§ TASK INPUT

◆ ◆ ◆ ◆

use anyhow::Result;
use std::sync::Arc;
use tracing::info;
use tracing_subscriber::EnvFilter;

use youknow::api;
use youknow::collector::CollectionScheduler;
use youknow::config::Config;

#[tokio::main]
async fn main() -> Result<()> {
    // Initialize tracing
    tracing_subscriber::fmt()
        .with_env_filter(EnvFilter::try_from_default_env().unwrap_or_else(|_| EnvFilter::new("info")))
        .init();

    // Load configuration
    let config = Config::from_env()?;
    info!("Loaded configuration");
    info!(
        "Metrics store: {} (table '{}')",
        config.store.backend.as_str(),
        config.store.table
    );

    // Connect the store and run the first collection before serving
    let scheduler = Arc::new(CollectionScheduler::from_config(&config));
    scheduler.start().await;

    let api_router = api::create_api_router(Arc::clone(&scheduler), config.frontend.clone());

    if let Some(ref static_dir) = config.frontend.static_dir {
        info!("🎨 Serving frontend from directory: {}", static_dir);
    } else {
        info!("🎨 No frontend directory configured, serving the API only");
    }

    let api_addr = format!("{}:{}", config.api_server.host, config.api_server.port);
    let api_listener = tokio::net::TcpListener::bind(&api_addr).await?;
    info!("🚀 API server listening on http://{}", api_addr);
    info!("   - Dashboard data at http://{}/api/dashboard", api_addr);

    let served = axum::serve(api_listener, api_router)
        .with_graceful_shutdown(shutdown_signal())
        .await;

    info!("Shutting down data collection...");
    scheduler.stop().await;

    served?;
    Ok(())
}

async fn shutdown_signal() {
    if let Err(e) = tokio::signal::ctrl_c().await {
        tracing::error!("Failed to listen for shutdown signal: {}", e);
        std::future::pending::<()>().await;
    }
    info!("Shutdown signal received");
}
//! HTTP API

pub mod handlers;
pub mod routes;

pub use handlers::AppState;
pub use routes::create_api_router;
//! Dashboard aggregation
//!
//! Turns a [`MetricsSnapshot`] into the fixed [`DashboardPayload`] shape.
//! Everything here is pure: the only clock input is the `now` argument,
//! which anchors the session start offsets.
//!
//! Minutes are estimates (two minutes per visit), not measured dwell time.

use chrono::{DateTime, Duration, Utc};
use std::collections::BTreeMap;

use super::models::MetricsSnapshot;
use crate::models::{
    Category, DashboardPayload, DomainStat, Focus, Session, TopDomain, TopSearch, Trends,
};

/// Assumed time spent per recorded visit.
pub const MINUTES_PER_VISIT: u64 = 2;

pub const TOP_DOMAINS: usize = 10;
pub const TOP_SEARCHES: usize = 10;
pub const MAX_SESSIONS: usize = 5;
pub const MAX_CHAINS: usize = 5;
pub const MAX_INTERESTS: usize = 10;

/// Interests are the leading search queries.
const INTEREST_SEARCHES: usize = 5;

/// Working hours reported in `golden_hours`, inclusive.
pub const GOLDEN_HOURS: std::ops::RangeInclusive<u32> = 8..=17;

const SESSION_START_FORMAT: &str = "%Y-%m-%dT%H:%M";

/// Placeholder session templates, gated on which domains were seen.
/// Not derived from visit timing.
struct SessionTemplate {
    hours_ago: i64,
    duration_min: u64,
    dominant: &'static str,
    path: &'static [&'static str],
}

const DEVELOPMENT_SESSION: SessionTemplate = SessionTemplate {
    hours_ago: 2,
    duration_min: 45,
    dominant: "development",
    path: &["github", "stackoverflow", "docs"],
};

const RESEARCH_SESSION: SessionTemplate = SessionTemplate {
    hours_ago: 4,
    duration_min: 30,
    dominant: "research",
    path: &["google", "stackoverflow", "github"],
};

const BROWSING_SESSION: SessionTemplate = SessionTemplate {
    hours_ago: 6,
    duration_min: 25,
    dominant: "browsing",
    path: &["reddit", "news", "social"],
};

/// More distinct domains than this adds the generic browsing session.
const BROWSING_DOMAIN_THRESHOLD: usize = 5;

/// Canned interest chains, keyed by the domain that enables them.
const CHAIN_TEMPLATES: &[(&str, &[&str])] = &[
    ("github.com", &["google", "stackoverflow", "github", "docs"]),
    ("google.com", &["google", "stackoverflow", "github"]),
    ("reddit.com", &["google", "reddit", "social"]),
];

fn seen(domains: &[DomainStat], needle: &str) -> bool {
    domains.iter().any(|stat| stat.domain.contains(needle))
}

fn owned_path(path: &[&str]) -> Vec<String> {
    path.iter().map(|step| step.to_string()).collect()
}

impl SessionTemplate {
    fn instantiate(&self, now: DateTime<Utc>) -> Session {
        Session {
            start: (now - Duration::hours(self.hours_ago))
                .format(SESSION_START_FORMAT)
                .to_string(),
            duration_min: self.duration_min,
            dominant: self.dominant.to_string(),
            path: owned_path(self.path),
        }
    }
}

/// Minutes for `visits`, pinned at `u64::MAX` for absurd counts.
fn estimated_minutes(visits: u64) -> u64 {
    visits.saturating_mul(MINUTES_PER_VISIT)
}

/// Round to two decimal places.
fn round2(value: f64) -> f64 {
    (value * 100.0).round() / 100.0
}

pub fn focus(categories: &BTreeMap<Category, u64>) -> Focus {
    let docs_min = estimated_minutes(categories.get(&Category::Documentation).copied().unwrap_or(0));
    let social_min = estimated_minutes(categories.get(&Category::Social).copied().unwrap_or(0));

    // minutes may be saturated, so sum in f64
    let total = docs_min as f64 + social_min as f64;
    let score = if total == 0.0 {
        0.0
    } else {
        round2(docs_min as f64 / total)
    };

    Focus {
        docs_min,
        social_min,
        score,
    }
}

/// Always exactly the keys "8".."17"; other hours are dropped.
pub fn golden_hours(hourly: &BTreeMap<String, u64>) -> BTreeMap<String, u64> {
    GOLDEN_HOURS
        .map(|hour| {
            let key = hour.to_string();
            let minutes = estimated_minutes(hourly.get(&key).copied().unwrap_or(0));
            (key, minutes)
        })
        .collect()
}

pub fn sessions(domains: &[DomainStat], now: DateTime<Utc>) -> Vec<Session> {
    let mut sessions = Vec::new();

    if seen(domains, "github.com") {
        sessions.push(DEVELOPMENT_SESSION.instantiate(now));
    }
    if seen(domains, "google.com") {
        sessions.push(RESEARCH_SESSION.instantiate(now));
    }
    if domains.len() > BROWSING_DOMAIN_THRESHOLD {
        sessions.push(BROWSING_SESSION.instantiate(now));
    }

    sessions.truncate(MAX_SESSIONS);
    sessions
}

pub fn chains(domains: &[DomainStat]) -> Vec<Vec<String>> {
    CHAIN_TEMPLATES
        .iter()
        .filter(|(domain, _)| seen(domains, domain))
        .map(|(_, path)| owned_path(path))
        .take(MAX_CHAINS)
        .collect()
}

/// Build the dashboard payload. Empty inputs give a zeroed payload, not the
/// static fallback.
pub fn format_dashboard(snapshot: &MetricsSnapshot, now: DateTime<Utc>) -> DashboardPayload {
    let top_domains = snapshot
        .domains
        .iter()
        .take(TOP_DOMAINS)
        .map(|stat| TopDomain {
            domain: stat.domain.clone(),
            minutes: estimated_minutes(stat.visit_count),
        })
        .collect();

    let top_searches = snapshot
        .searches
        .iter()
        .take(TOP_SEARCHES)
        .map(|stat| TopSearch {
            q: stat.query.clone(),
            count: stat.count,
        })
        .collect();

    let interests = snapshot
        .searches
        .iter()
        .take(INTEREST_SEARCHES.min(MAX_INTERESTS))
        .map(|stat| stat.query.clone())
        .collect();

    DashboardPayload {
        top_domains,
        top_searches,
        focus: focus(&snapshot.categories),
        golden_hours: golden_hours(&snapshot.hourly),
        sessions: sessions(&snapshot.domains, now),
        trends: Trends::default(),
        chains: chains(&snapshot.domains),
        interests,
    }
}

/// Static payload served when no source produced any data.
pub fn fallback_payload() -> DashboardPayload {
    let golden_hours = [
        (8, 10),
        (9, 15),
        (10, 20),
        (11, 25),
        (12, 15),
        (13, 10),
        (14, 20),
        (15, 15),
        (16, 20),
        (17, 10),
    ]
    .into_iter()
    .map(|(hour, minutes): (u32, u64)| (hour.to_string(), minutes))
    .collect();

    DashboardPayload {
        top_domains: vec![
            TopDomain {
                domain: "github.com".to_string(),
                minutes: 30,
            },
            TopDomain {
                domain: "stackoverflow.com".to_string(),
                minutes: 20,
            },
            TopDomain {
                domain: "google.com".to_string(),
                minutes: 15,
            },
        ],
        top_searches: vec![
            TopSearch {
                q: "python tutorial".to_string(),
                count: 2,
            },
            TopSearch {
                q: "react components".to_string(),
                count: 1,
            },
        ],
        focus: Focus {
            docs_min: 60,
            social_min: 20,
            score: 0.75,
        },
        golden_hours,
        sessions: vec![Session {
            start: "2025-01-20T10:00".to_string(),
            duration_min: 30,
            dominant: "development".to_string(),
            path: owned_path(&["google", "github", "docs"]),
        }],
        trends: Trends::default(),
        chains: vec![owned_path(&["google", "github", "docs"])],
        interests: owned_path(&["python", "react", "development"]),
    }
}

#[cfg(test)]
mod tests {
    use super::*;
    use crate::models::{SearchQueryStat, VisitRecord};
    use chrono::TimeZone;

    fn now() -> DateTime<Utc> {
        Utc.with_ymd_and_hms(2024, 5, 10, 15, 30, 0).unwrap()
    }

    fn stat(domain: &str, visit_count: u64) -> DomainStat {
        DomainStat {
            domain: domain.to_string(),
            visit_count,
            category: Category::Other,
            last_visit: None,
        }
    }

    #[test]
    fn test_top_domains_estimate_minutes() {
        let snapshot = MetricsSnapshot {
            domains: vec![stat("github.com", 3), stat("docs.rs", 1)],
            ..Default::default()
        };
        let payload = format_dashboard(&snapshot, now());
        assert_eq!(payload.top_domains[0].domain, "github.com");
        assert_eq!(payload.top_domains[0].minutes, 6);
        assert_eq!(payload.top_domains[1].minutes, 2);
    }

    #[test]
    fn test_huge_counts_saturate() {
        let records: Vec<VisitRecord> = (0..3)
            .map(|i| {
                VisitRecord::new(
                    format!("https://github.com/{i}"),
                    None,
                    Some(now() - Duration::hours(i)),
                    i64::MAX as u64,
                    0,
                )
            })
            .collect();
        let mut snapshot = MetricsSnapshot::from_records(&records);
        snapshot.categories.insert(Category::Documentation, u64::MAX);
        snapshot.categories.insert(Category::Social, u64::MAX);
        snapshot.hourly.insert("9".to_string(), u64::MAX);

        let payload = format_dashboard(&snapshot, now());
        assert_eq!(payload.top_domains[0].domain, "github.com");
        assert_eq!(payload.top_domains[0].minutes, u64::MAX);
        assert_eq!(payload.focus.docs_min, u64::MAX);
        assert_eq!(payload.focus.score, 0.5);
        assert_eq!(payload.golden_hours.get("9"), Some(&u64::MAX));
    }

    #[test]
    fn test_top_lists_capped() {
        let snapshot = MetricsSnapshot {
            domains: (0..25).map(|i| stat(&format!("d{i}.com"), 25 - i)).collect(),
            searches: (0..25)
                .map(|i| SearchQueryStat {
                    query: format!("query {i}"),
                    count: 1,
                })
                .collect(),
            ..Default::default()
        };
        let payload = format_dashboard(&snapshot, now());
        assert_eq!(payload.top_domains.len(), 10);
        assert_eq!(payload.top_searches.len(), 10);
        assert_eq!(payload.interests.len(), 5);
        assert_eq!(payload.interests[0], "query 0");
    }

    #[test]
    fn test_focus_zero_denominator() {
        let focus = focus(&BTreeMap::new());
        assert_eq!(focus.docs_min, 0);
        assert_eq!(focus.social_min, 0);
        assert_eq!(focus.score, 0.0);
    }

    #[test]
    fn test_focus_score_rounded() {
        let categories = BTreeMap::from([
            (Category::Documentation, 2),
            (Category::Social, 1),
            (Category::Search, 40),
        ]);
        let focus = focus(&categories);
        assert_eq!(focus.docs_min, 4);
        assert_eq!(focus.social_min, 2);
        assert_eq!(focus.score, 0.67);
    }

    #[test]
    fn test_golden_hours_fixed_keys() {
        let hourly = BTreeMap::from([
            ("3".to_string(), 50),
            ("8".to_string(), 2),
            ("17".to_string(), 1),
            ("18".to_string(), 9),
        ]);
        let hours = golden_hours(&hourly);
        let mut keys: Vec<u32> = hours.keys().map(|k| k.parse().unwrap()).collect();
        keys.sort_unstable();
        assert_eq!(keys, (8..=17).collect::<Vec<_>>());
        assert_eq!(hours["8"], 4);
        assert_eq!(hours["17"], 2);
        assert_eq!(hours["12"], 0);
    }

    #[test]
    fn test_sessions_and_chains_gated_by_domains() {
        let domains = vec![stat("github.com", 1), stat("google.com", 1)];
        let sessions = sessions(&domains, now());
        assert_eq!(sessions.len(), 2);
        assert_eq!(sessions[0].dominant, "development");
        assert_eq!(sessions[0].start, "2024-05-10T13:30");
        assert_eq!(sessions[0].duration_min, 45);
        assert_eq!(sessions[1].dominant, "research");
        assert_eq!(sessions[1].start, "2024-05-10T11:30");

        let chains = chains(&domains);
        assert_eq!(chains.len(), 2);
        assert_eq!(chains[0], vec!["google", "stackoverflow", "github", "docs"]);
    }

    #[test]
    fn test_browsing_session_needs_six_domains() {
        let five: Vec<_> = (0..5).map(|i| stat(&format!("d{i}.org"), 1)).collect();
        assert!(sessions(&five, now()).is_empty());

        let six: Vec<_> = (0..6).map(|i| stat(&format!("d{i}.org"), 1)).collect();
        let sessions = sessions(&six, now());
        assert_eq!(sessions.len(), 1);
        assert_eq!(sessions[0].dominant, "browsing");
        assert_eq!(sessions[0].path, vec!["reddit", "news", "social"]);
    }

    #[test]
    fn test_empty_snapshot_is_zeroed_not_fallback() {
        let payload = format_dashboard(&MetricsSnapshot::default(), now());
        assert!(payload.top_domains.is_empty());
        assert!(payload.top_searches.is_empty());
        assert!(payload.sessions.is_empty());
        assert!(payload.chains.is_empty());
        assert!(payload.interests.is_empty());
        assert_eq!(payload.focus.score, 0.0);
        assert_eq!(payload.golden_hours.len(), 10);
        assert!(payload.golden_hours.values().all(|m| *m == 0));
        assert_ne!(payload, fallback_payload());
    }

    #[test]
    fn test_format_is_pure() {
        let snapshot = MetricsSnapshot {
            domains: vec![stat("github.com", 3), stat("reddit.com", 2)],
            searches: vec![SearchQueryStat {
                query: "rust ownership".to_string(),
                count: 1,
            }],
            categories: BTreeMap::from([(Category::Social, 2)]),
            hourly: BTreeMap::from([("9".to_string(), 3)]),
        };
        let first = serde_json::to_vec(&format_dashboard(&snapshot, now())).unwrap();
        let second = serde_json::to_vec(&format_dashboard(&snapshot, now())).unwrap();
        assert_eq!(first, second);

        let empty_a = serde_json::to_vec(&format_dashboard(&MetricsSnapshot::default(), now())).unwrap();
        let empty_b = serde_json::to_vec(&format_dashboard(&MetricsSnapshot::default(), now())).unwrap();
        assert_eq!(empty_a, empty_b);
    }

    #[test]
    fn test_trends_always_zero() {
        let payload = format_dashboard(&MetricsSnapshot::default(), now());
        assert_eq!(payload.trends, Trends::default());
        let json = serde_json::to_value(&payload.trends).unwrap();
        assert_eq!(json["docs_min_delta_pct"], 0);
        assert_eq!(json["social_min_delta_pct"], 0);
        assert_eq!(json["search_count_delta_pct"], 0);
    }

    #[test]
    fn test_fallback_shape() {
        let fallback = fallback_payload();
        assert_eq!(fallback.golden_hours.len(), 10);
        assert!(fallback.top_domains.len() <= TOP_DOMAINS);
        assert!(fallback.sessions.len() <= MAX_SESSIONS);
        let json = serde_json::to_value(&fallback).unwrap();
        for key in [
            "top_domains",
            "top_searches",
            "focus",
            "golden_hours",
            "sessions",
            "trends",
            "chains",
            "interests",
        ] {
            assert!(json.get(key).is_some(), "missing {key}");
        }
    }
}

◆ ◆ ◆ ◆

§ EXERCISE GOAL
Tally the lines of the listing that contain "SessionTemplate" and give the tally alone.

§ YOUR SOLUTION
5